If you’ve been paying attention to the front page these past few weeks, you know this is the last print edition of The Windsor Times for the foreseeable future. This is a decision that has not been made lightly, not should it come as a surprise — our publisher has been warning of the increasingly unstable print business model for several years.
All the pleas and warnings have been met with little more than a shrug, so now the time has come for us to shift the model of how we deliver our local news.
While I got my start in print, at a weekly magazine, my first job as an editor was actually in the digital realm, a website back in the early 2000s. I was laid off following the tech crash that came a few years later, but I was bringing news to the web back when we had to write in the HTML tags ourselves because the programs that would simply let you drag and drop were few and far between.
So I suspect that is why I, despite my middle-aged-ness, am not wearing sackcloth and ashes over this. I am certainly going to miss print, but unlike some of my coworkers, I have worked in the digital space before, and know there are benefits.
Thanks to judicious reading of “Frog and Toad” when we were little, I come from a family of list makers, so whenever a big decision comes before us, we tend to do pro and con lists. I present you such a list now.

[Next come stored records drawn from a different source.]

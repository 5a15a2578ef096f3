// Copyright (c) 2025 Dimitris Kafetzis
//
// Licensed under the MIT License.
// See LICENSE file in the project root for full license information.
//
// SPDX-License-Identifier: MIT

//! Subcommand implementations and the helpers they share.

pub mod attention;
pub mod demo;
pub mod quantize;

use nanotensor::{Shape, Tensor};
use rand::distributions::{Distribution, Uniform};
use rand::rngs::StdRng;
use rand::SeedableRng;
use tracing_subscriber::EnvFilter;

use crate::config::DemoConfig;

/// Installs the global tracing subscriber.
///
/// `RUST_LOG` wins when set; otherwise the level follows the `-v` count.
pub fn init_tracing(verbose: u8) {
    let level = match verbose {
        0 => "warn",
        1 => "info",
        2 => "debug",
        _ => "trace",
    };
    let filter = EnvFilter::try_from_default_env().unwrap_or_else(|_| EnvFilter::new(level));
    tracing_subscriber::fmt()
        .with_env_filter(filter)
        .with_target(false)
        .init();
}

/// Seeded query, key and value tensors, all `[seq_len, embed_dim]`.
pub struct Workload {
    pub q: Tensor,
    pub k: Tensor,
    pub v: Tensor,
}

impl Workload {
    /// Draws Q, K and V from a uniform distribution over `[low, high)`.
    ///
    /// Values are drawn interleaved per flat index (Q, K, V, Q, K, V, ...), so
    /// a given seed and shape always yield the same three tensors.
    pub fn seeded(config: &DemoConfig) -> anyhow::Result<Self> {
        let shape = Shape::matrix(config.seq_len, config.embed_dim);
        let mut q = Tensor::zeros(shape.clone())?;
        let mut k = Tensor::zeros(shape.clone())?;
        let mut v = Tensor::zeros(shape)?;

        let mut rng = StdRng::seed_from_u64(config.seed);
        let dist = Uniform::new(config.low, config.high);
        for i in 0..q.size() {
            q[i] = dist.sample(&mut rng);
            k[i] = dist.sample(&mut rng);
            v[i] = dist.sample(&mut rng);
        }

        tracing::info!(
            seed = config.seed,
            shape = %q.shape(),
            "seeded Q, K, V in [{}, {})",
            config.low,
            config.high
        );
        Ok(Self { q, k, v })
    }
}

pub(crate) fn print_banner(title: &str) {
    println!("╔══════════════════════════════════════════════════════╗");
    println!("║ {title:^52} ║");
    println!("╚══════════════════════════════════════════════════════╝");
    println!();
}

pub(crate) fn print_tensor_stats(name: &str, tensor: &Tensor) {
    println!(
        "  {:<8} {} shape {:<12} memory {:>8.2} KB",
        name,
        tensor.dtype(),
        tensor.shape().to_string(),
        kib(tensor.size_bytes()),
    );
}

pub(crate) fn kib(bytes: usize) -> f64 {
    bytes as f64 / 1024.0
}

#[cfg(test)]
mod tests {
    use super::*;

    fn small_config(seed: u64) -> DemoConfig {
        DemoConfig {
            seq_len: 4,
            embed_dim: 3,
            seed,
            ..DemoConfig::default()
        }
    }

    #[test]
    fn test_workload_is_reproducible() {
        let a = Workload::seeded(&small_config(42)).unwrap();
        let b = Workload::seeded(&small_config(42)).unwrap();
        assert_eq!(a.q, b.q);
        assert_eq!(a.k, b.k);
        assert_eq!(a.v, b.v);

        let c = Workload::seeded(&small_config(43)).unwrap();
        assert_ne!(a.q, c.q);
    }

    #[test]
    fn test_workload_respects_range_and_shape() {
        let config = small_config(1);
        let w = Workload::seeded(&config).unwrap();
        for t in [&w.q, &w.k, &w.v] {
            assert_eq!(t.shape(), &Shape::matrix(4, 3));
            assert!(t.data().iter().all(|&x| (config.low..config.high).contains(&x)));
        }
    }

    #[test]
    fn test_workload_accepts_widest_valid_range() {
        let config = DemoConfig {
            low: -1.5e38,
            high: 1.5e38,
            ..small_config(5)
        };
        config.validate().unwrap();
        let w = Workload::seeded(&config).unwrap();
        assert!(w.q.data().iter().all(|x| x.is_finite()));
    }

    #[test]
    fn test_kib() {
        assert_eq!(kib(2048), 2.0);
    }
}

What I will miss about print:
1)The actual print. I like the tangible feel as much as the next person.
2) The rhythm of a weekly schedule. For four years now I’ve known what day it is based on where in the publication schedule I found myself. Once COVID-19 hit it was the only thing tethering me to the skin of the earth, so to speak.
3) The inherent “nobility” or “respectability” of print. If your name is in print, it means something. While I don’t necessarily agree with it, that is the truth.

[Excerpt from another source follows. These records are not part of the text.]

// Copyright (c) 2025 Dimitris Kafetzis
//
// Licensed under the MIT License.
// See LICENSE file in the project root for full license information.
//
// SPDX-License-Identifier: MIT

//! Core tensor type and view abstractions.

use std::ops::{Index, IndexMut};

use crate::{DType, Shape, TensorError};

/// An owned, contiguous `f32` tensor.
///
/// `Tensor` is the only buffer owner in the engine. Its buffer is allocated
/// and zero-filled at construction and never resized afterwards, so
/// `size() == shape().num_elements()` holds for the whole lifetime.
///
/// # Ownership
/// `Tensor` deliberately does not implement `Clone`: a buffer has exactly one
/// owner and is released exactly once when that owner is dropped. Ownership
/// moves with ordinary Rust moves, or with [`Tensor::take`] when the source
/// binding has to stay usable, in which case it is left empty.
///
/// # Memory Layout
/// Data is stored in row-major (C) order. The last dimension is the column
/// axis for [`at`](Tensor::at) and for every row-wise kernel.
#[derive(Debug, Default, PartialEq)]
pub struct Tensor {
    shape: Shape,
    data: Vec<f32>,
}

impl Tensor {
    /// Creates a new tensor filled with zeros.
    ///
    /// # Errors
    /// Returns [`TensorError::InvalidShape`] if `shape` is empty or has a
    /// zero-sized dimension.
    ///
    /// # Examples
    /// ```
    /// use nanotensor::{Tensor, Shape};
    /// let t = Tensor::zeros(Shape::matrix(2, 3)).unwrap();
    /// assert_eq!(t.size(), 6);
    /// assert_eq!(t.size_bytes(), 24); // 2 * 3 * 4 bytes
    /// ```
    pub fn zeros(shape: Shape) -> Result<Self, TensorError> {
        shape.validate()?;
        let size = shape.num_elements();
        Ok(Self {
            shape,
            data: vec![0.0; size],
        })
    }

    /// Creates a tensor from a slice of `f32` values in row-major order.
    ///
    /// # Errors
    /// Returns [`TensorError::InvalidShape`] for an invalid shape and
    /// [`TensorError::BufferSizeMismatch`] if `values.len()` differs from the
    /// shape's element count.
    ///
    /// # Examples
    /// ```
    /// use nanotensor::{Tensor, Shape};
    /// let t = Tensor::from_f32(Shape::vector(3), &[1.0, 2.0, 3.0]).unwrap();
    /// assert_eq!(t.data(), &[1.0, 2.0, 3.0]);
    /// ```
    pub fn from_f32(shape: Shape, values: &[f32]) -> Result<Self, TensorError> {
        let mut tensor = Self::zeros(shape)?;
        if values.len() != tensor.size() {
            return Err(TensorError::BufferSizeMismatch {
                expected: tensor.size(),
                actual: values.len(),
            });
        }
        tensor.data.copy_from_slice(values);
        Ok(tensor)
    }

    /// Assembles a tensor from a shape that is already known to be valid
    /// and a buffer of matching length.
    pub(crate) fn from_parts(shape: Shape, data: Vec<f32>) -> Self {
        debug_assert_eq!(shape.num_elements(), data.len());
        Self { shape, data }
    }

    /// Returns the tensor's shape.
    pub fn shape(&self) -> &Shape {
        &self.shape
    }

    /// Returns the tensor's data type. Always [`DType::F32`].
    pub fn dtype(&self) -> DType {
        DType::F32
    }

    /// Returns the number of elements.
    pub fn size(&self) -> usize {
        self.data.len()
    }

    /// Returns the memory footprint of the buffer in bytes.
    pub fn size_bytes(&self) -> usize {
        self.size() * self.dtype().size_bytes()
    }

    /// Returns `true` if this tensor's buffer has been moved out.
    pub fn is_empty(&self) -> bool {
        self.data.is_empty()
    }

    /// Returns the flat buffer.
    pub fn data(&self) -> &[f32] {
        &self.data
    }

    /// Returns the flat buffer for writing.
    pub fn data_mut(&mut self) -> &mut [f32] {
        &mut self.data
    }

    /// Returns an immutable view over this tensor's data.
    pub fn view(&self) -> TensorView<'_> {
        TensorView {
            shape: &self.shape,
            data: &self.data,
        }
    }

    /// Returns the element at row `r`, column `c`, where the column count is
    /// the last dimension.
    ///
    /// Higher-rank tensors are addressed by the same flattening rule, not by
    /// true multi-dimensional indexing.
    ///
    /// # Panics
    /// Panics if `r * cols + c` is outside the buffer.
    pub fn at(&self, r: usize, c: usize) -> f32 {
        self.data[self.offset(r, c)]
    }

    /// Mutable counterpart of [`at`](Tensor::at).
    ///
    /// # Panics
    /// Panics if `r * cols + c` is outside the buffer.
    pub fn at_mut(&mut self, r: usize, c: usize) -> &mut f32 {
        let offset = self.offset(r, c);
        &mut self.data[offset]
    }

    /// Fills the tensor with a constant value.
    pub fn fill(&mut self, value: f32) {
        self.data.iter_mut().for_each(|x| *x = value);
    }

    /// Moves the buffer and shape out, leaving `self` empty.
    ///
    /// The emptied tensor has size 0 and an empty shape; dropping it is a
    /// no-op. Taking from an already empty tensor returns another empty one.
    ///
    /// # Examples
    /// ```
    /// use nanotensor::{Tensor, Shape};
    /// let mut a = Tensor::zeros(Shape::matrix(2, 2)).unwrap();
    /// let b = a.take();
    /// assert!(a.is_empty());
    /// assert_eq!(b.size(), 4);
    /// ```
    pub fn take(&mut self) -> Tensor {
        std::mem::take(self)
    }

    /// Consumes the tensor and returns its flat buffer.
    pub fn into_vec(self) -> Vec<f32> {
        self.data
    }

    fn offset(&self, r: usize, c: usize) -> usize {
        let cols = self.shape.cols().unwrap_or(0);
        r * cols + c
    }
}

impl Index<usize> for Tensor {
    type Output = f32;

    fn index(&self, idx: usize) -> &f32 {
        &self.data[idx]
    }
}

impl IndexMut<usize> for Tensor {
    fn index_mut(&mut self, idx: usize) -> &mut f32 {
        &mut self.data[idx]
    }
}

/// A borrowed, read-only view over a [`Tensor`]'s data.
///
/// Views are zero-copy and tied to the lifetime of the source tensor,
/// enforced by the borrow checker.
#[derive(Debug, Clone, Copy)]
pub struct TensorView<'a> {
    shape: &'a Shape,
    data: &'a [f32],
}

impl<'a> TensorView<'a> {
    /// Returns the shape of the viewed tensor.
    pub fn shape(&self) -> &'a Shape {
        self.shape
    }

    /// Returns the number of viewed elements.
    pub fn size(&self) -> usize {
        self.data.len()
    }

    /// Returns the flat buffer.
    pub fn data(&self) -> &'a [f32] {
        self.data
    }

    /// Returns row `r` along the last dimension.
    ///
    /// # Panics
    /// Panics if the row lies outside the buffer.
    pub fn row(&self, r: usize) -> &'a [f32] {
        let cols = self.shape.cols().unwrap_or(0);
        &self.data[r * cols..(r + 1) * cols]
    }
}

impl<'a> From<&'a Tensor> for TensorView<'a> {
    fn from(tensor: &'a Tensor) -> Self {
        tensor.view()
    }
}
// Copyright (c) 2025 Dimitris Kafetzis
//
// Licensed under the MIT License.
// See LICENSE file in the project root for full license information.
//
// SPDX-License-Identifier: MIT

//! `nanotensor quantize` command: FP32 → INT8 compression report.
//!
//! Quantizes the seeded query tensor, prints original and quantized sizes
//! with the compression ratio, and checks the round-trip error against the
//! half-step bound.

use nanotensor::{dequantize, quantize_symmetric, QuantizedTensor, Tensor};

use super::{kib, print_banner, Workload};
use crate::config::DemoConfig;

pub fn execute(config: &DemoConfig) -> anyhow::Result<()> {
    print_banner("nanotensor · Quantization");
    let workload = Workload::seeded(config)?;
    let quantized = report(&workload.q);

    let max_err = max_round_trip_error(&workload.q, &quantized);
    let bound = quantized.scale() / 2.0;
    println!(
        "  Max round-trip error: {max_err:.6} (half-step bound {bound:.6})",
    );
    if max_err > bound * (1.0 + 1e-4) {
        tracing::warn!(max_err, bound, "round-trip error exceeds half a quantization step");
    }
    Ok(())
}

/// Quantizes `tensor`, prints the size comparison, and returns the encoding.
pub(crate) fn report(tensor: &Tensor) -> QuantizedTensor {
    println!("  [OPTIMIZATION] Quantizing tensor (FP32 -> INT8)...");
    let quantized = quantize_symmetric(&tensor.view());
    tracing::info!(scale = quantized.scale(), "quantized {}", tensor.shape());

    println!("  Original size:     {:>10.2} KB", kib(tensor.size_bytes()));
    println!(
        "  Quantized size:    {:>10.2} KB ({})",
        kib(quantized.size_bytes()),
        quantized.dtype()
    );
    println!("  Compression ratio: {:>10.2}x", quantized.compression_ratio());
    println!("  Scale:             {:>10.6}", quantized.scale());
    quantized
}

/// Largest absolute difference between `original` and its dequantized form.
pub(crate) fn max_round_trip_error(original: &Tensor, quantized: &QuantizedTensor) -> f32 {
    let restored = dequantize(quantized);
    original
        .data()
        .iter()
        .zip(restored.data())
        .map(|(a, b)| (a - b).abs())
        .fold(0.0, f32::max)
}

#[cfg(test)]
mod tests {
    use super::*;

    #[test]
    fn test_round_trip_error_within_half_step() {
        let config = DemoConfig {
            seq_len: 8,
            embed_dim: 8,
            ..DemoConfig::default()
        };
        let workload = Workload::seeded(&config).unwrap();
        let quantized = report(&workload.q);

        let err = max_round_trip_error(&workload.q, &quantized);
        assert!(err <= quantized.scale() * (0.5 + 1e-4));
        assert!(quantized.compression_ratio() > 3.0);
    }
}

What I won’t miss about print (AKA what is going to be cool about digital):
1) No “Wednesday morning surprises.” It is an ongoing source of pain in the editorial room that public agencies seem to delight in making or publicizing major decisions on Wednesday mornings, making it impossible to put into that week’s print edition and/or rendering something in that print edition immediately obsolete. Now, we can deliver our news in a far more timely manner. And edit on the fly if information changes.
2) The limits of how much news we can report. Limits on how many photos, how many words, how many stories. Print is limited. Digital is not.

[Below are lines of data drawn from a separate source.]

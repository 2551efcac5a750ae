use reqwest::Client;

use warta_core::{Error, NewsItem, Result};

pub(crate) const ENTRIES_PER_FEED: usize = 10;
pub(crate) const SUMMARY_MAX_CHARS: usize = 300;

const USER_AGENT: &str = "warta/0.1";

/// Fetch one feed over HTTP and map its entries to news items.
pub async fn fetch_feed(client: &Client, url: &str) -> Result<Vec<NewsItem>> {
    let response = client
        .get(url)
        .header("User-Agent", USER_AGENT)
        .send()
        .await?;

    if !response.status().is_success() {
        return Err(Error::Feed(format!(
            "{} returned {}",
            url,
            response.status()
        )));
    }

    let content = response.bytes().await?;
    parse_feed(&content, url)
}

/// Parse a syndication document, trying RSS first and falling back to Atom.
pub fn parse_feed(content: &[u8], url: &str) -> Result<Vec<NewsItem>> {
    if let Ok(channel) = rss::Channel::read_from(content) {
        return Ok(map_rss_channel(&channel));
    }

    if let Ok(feed) = atom_syndication::Feed::read_from(content) {
        return Ok(map_atom_feed(&feed));
    }

    Err(Error::Feed(format!("{} is neither RSS nor Atom", url)))
}

fn map_rss_channel(channel: &rss::Channel) -> Vec<NewsItem> {
    let source = if channel.title().is_empty() {
        "Unknown".to_string()
    } else {
        channel.title().to_string()
    };

    channel
        .items()
        .iter()
        .take(ENTRIES_PER_FEED)
        .map(|item| NewsItem {
            title: item.title().unwrap_or("No title").to_string(),
            url: item.link().unwrap_or_default().to_string(),
            source: source.clone(),
            published: item.pub_date().unwrap_or_default().to_string(),
            summary: clip(item.description().unwrap_or_default(), SUMMARY_MAX_CHARS),
            credibility_score: None,
        })
        .collect()
}

fn map_atom_feed(feed: &atom_syndication::Feed) -> Vec<NewsItem> {
    let source = if feed.title().as_str().is_empty() {
        "Unknown".to_string()
    } else {
        feed.title().to_string()
    };

    feed.entries()
        .iter()
        .take(ENTRIES_PER_FEED)
        .map(|entry| {
            let title = if entry.title().as_str().is_empty() {
                "No title".to_string()
            } else {
                entry.title().to_string()
            };

            NewsItem {
                title,
                url: entry
                    .links()
                    .first()
                    .map(|l| l.href().to_string())
                    .unwrap_or_default(),
                source: source.clone(),
                published: entry
                    .published()
                    .map(|d| d.to_rfc3339())
                    .unwrap_or_default(),
                summary: clip(
                    entry.summary().map(|s| s.as_str()).unwrap_or_default(),
                    SUMMARY_MAX_CHARS,
                ),
                credibility_score: None,
            }
        })
        .collect()
}

/// Prefix of at most `max_chars` characters, never splitting a
/// multi-byte character.
pub(crate) fn clip(text: &str, max_chars: usize) -> String {
    text.chars().take(max_chars).collect()
}
use std::sync::Arc;

use async_trait::async_trait;
use reqwest::Client;
use serde::Deserialize;
use serde_json::json;

use warta_core::Result;

use crate::auth::GoogleAuth;

use super::{checked, DocsApi};

const API_BASE: &str = "https://docs.googleapis.com/v1";

#[derive(Deserialize)]
struct CreatedDocument {
    #[serde(rename = "documentId")]
    document_id: String,
}

/// Docs v1 REST client.
pub struct GoogleDocs {
    client: Client,
    auth: Arc<GoogleAuth>,
}

impl GoogleDocs {
    pub fn new(client: Client, auth: Arc<GoogleAuth>) -> Self {
        Self { client, auth }
    }
}

#[async_trait]
impl DocsApi for GoogleDocs {
    async fn create_document(&self, title: &str) -> Result<String> {
        let token = self.auth.access_token().await?;

        let response = self
            .client
            .post(format!("{API_BASE}/documents"))
            .bearer_auth(&token)
            .json(&json!({ "title": title }))
            .send()
            .await?;

        let document: CreatedDocument = checked(response, "document create").await?.json().await?;
        Ok(document.document_id)
    }

    async fn insert_text(&self, document_id: &str, text: &str) -> Result<()> {
        let token = self.auth.access_token().await?;
        let body = json!({
            "requests": [{
                "insertText": {
                    "location": { "index": 1 },
                    "text": text,
                }
            }]
        });

        let response = self
            .client
            .post(format!("{API_BASE}/documents/{document_id}:batchUpdate"))
            .bearer_auth(&token)
            .json(&body)
            .send()
            .await?;
        checked(response, "content insert").await?;

        Ok(())
    }
}
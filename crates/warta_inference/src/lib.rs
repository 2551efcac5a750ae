pub mod analyst;
pub mod models;

pub use analyst::Analyst;
pub use models::GroqModel;
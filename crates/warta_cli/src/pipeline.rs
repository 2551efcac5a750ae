use std::sync::Arc;

use chrono::NaiveDate;
use tracing::{info, warn};

use warta_core::{DigestStore, Error, LinkNotifier, NewsBucket, Result};
use warta_feeds::{Collector, Verifier};
use warta_inference::Analyst;

/// The five stages, run strictly in order. Each stage consumes the
/// previous one's in-memory output; nothing is persisted between runs.
pub struct Pipeline {
    collector: Collector,
    verifier: Verifier,
    analyst: Analyst,
    store: Arc<dyn DigestStore>,
    notifier: Arc<dyn LinkNotifier>,
}

impl Pipeline {
    pub fn new(
        collector: Collector,
        verifier: Verifier,
        analyst: Analyst,
        store: Arc<dyn DigestStore>,
        notifier: Arc<dyn LinkNotifier>,
    ) -> Self {
        Self {
            collector,
            verifier,
            analyst,
            store,
            notifier,
        }
    }

    /// Run every stage for `date` and return the published document URL.
    pub async fn run(&self, date: NaiveDate) -> Result<String> {
        info!("[1/5] 📥 Collecting news...");
        let collected = self.collector.collect().await;
        if collected.is_empty() {
            return Err(Error::NothingCollected);
        }

        self.digest_and_publish(collected, date).await
    }

    async fn digest_and_publish(&self, collected: NewsBucket, date: NaiveDate) -> Result<String> {
        info!("[2/5] 🔍 Verifying news...");
        let verified = self.verifier.verify(collected);
        if verified.is_empty() {
            return Err(Error::NothingVerified);
        }

        info!("[3/5] 🧠 Analyzing news...");
        let digest = self.analyst.analyze(&verified, date).await;

        info!("[4/5] 📄 Publishing digest...");
        let doc_url = self.store.create_and_save(&digest, date).await?;

        info!("[5/5] 📤 Announcing the digest...");
        if !self.notifier.send_link(&doc_url, date).await {
            warn!("⚠️ Announcement failed, the digest is still published");
        }

        Ok(doc_url)
    }
}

3) Accessibility. Anywhere, anytime. Smartphone, tablet, computer. Morning, noon, night. You can find us.
I know, we know, that this is a big transition. That some of you will never be comfortable with it. But you now face a choice. If you want the best local news, we are still here for you. In new and better ways. We all mourn the passage of time and the changes such passage brings. But don’t let our mourning cloud our mind to the bright sunrise coming.